RECORDS FOR THE TASK Block Start
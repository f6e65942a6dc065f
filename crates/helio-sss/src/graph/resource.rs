//! Texture references inside command lists

/// List-scoped temporary target, identified by name
#[derive(Debug, Copy, Clone, Hash, Eq, PartialEq)]
pub struct TargetId(pub u64);

impl TargetId {
    /// Create a named target id (deterministic)
    pub fn named(name: &str) -> Self {
        use std::collections::hash_map::DefaultHasher;
        use std::hash::{Hash, Hasher};

        let mut hasher = DefaultHasher::new();
        name.hash(&mut hasher);
        Self(hasher.finish())
    }
}

/// Targets the host pipeline provides
#[derive(Debug, Copy, Clone, Hash, Eq, PartialEq)]
pub enum BuiltinTarget {
    /// The camera's output colour target
    CameraTarget,
    /// Whatever target is bound when the list starts executing
    CurrentActive,
    /// G-buffer channel holding packed world normals
    GBufferNormal,
}

/// Source or destination of a blit
#[derive(Debug, Copy, Clone, Hash, Eq, PartialEq)]
pub enum TextureSource {
    Builtin(BuiltinTarget),
    Temporary(TargetId),
}

impl TextureSource {
    pub fn temporary(&self) -> Option<TargetId> {
        match self {
            TextureSource::Temporary(id) => Some(*id),
            TextureSource::Builtin(_) => None,
        }
    }
}

impl From<BuiltinTarget> for TextureSource {
    fn from(target: BuiltinTarget) -> Self {
        TextureSource::Builtin(target)
    }
}

impl From<TargetId> for TextureSource {
    fn from(id: TargetId) -> Self {
        TextureSource::Temporary(id)
    }
}

#[cfg(test)]
mod tests {
    use super::*;

    #[test]
    fn named_ids_are_stable() {
        assert_eq!(TargetId::named("flip"), TargetId::named("flip"));
        assert_ne!(TargetId::named("flip"), TargetId::named("flop"));
    }
}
RECORDS FOR THE TASK Block End
» **INSTRUCTIONS TO FOLLOW**
In the records above, find the lines containing "enum" and copy them.

» **COMPLETED EXERCISE**
pub enum BuiltinTarget {
pub enum TextureSource {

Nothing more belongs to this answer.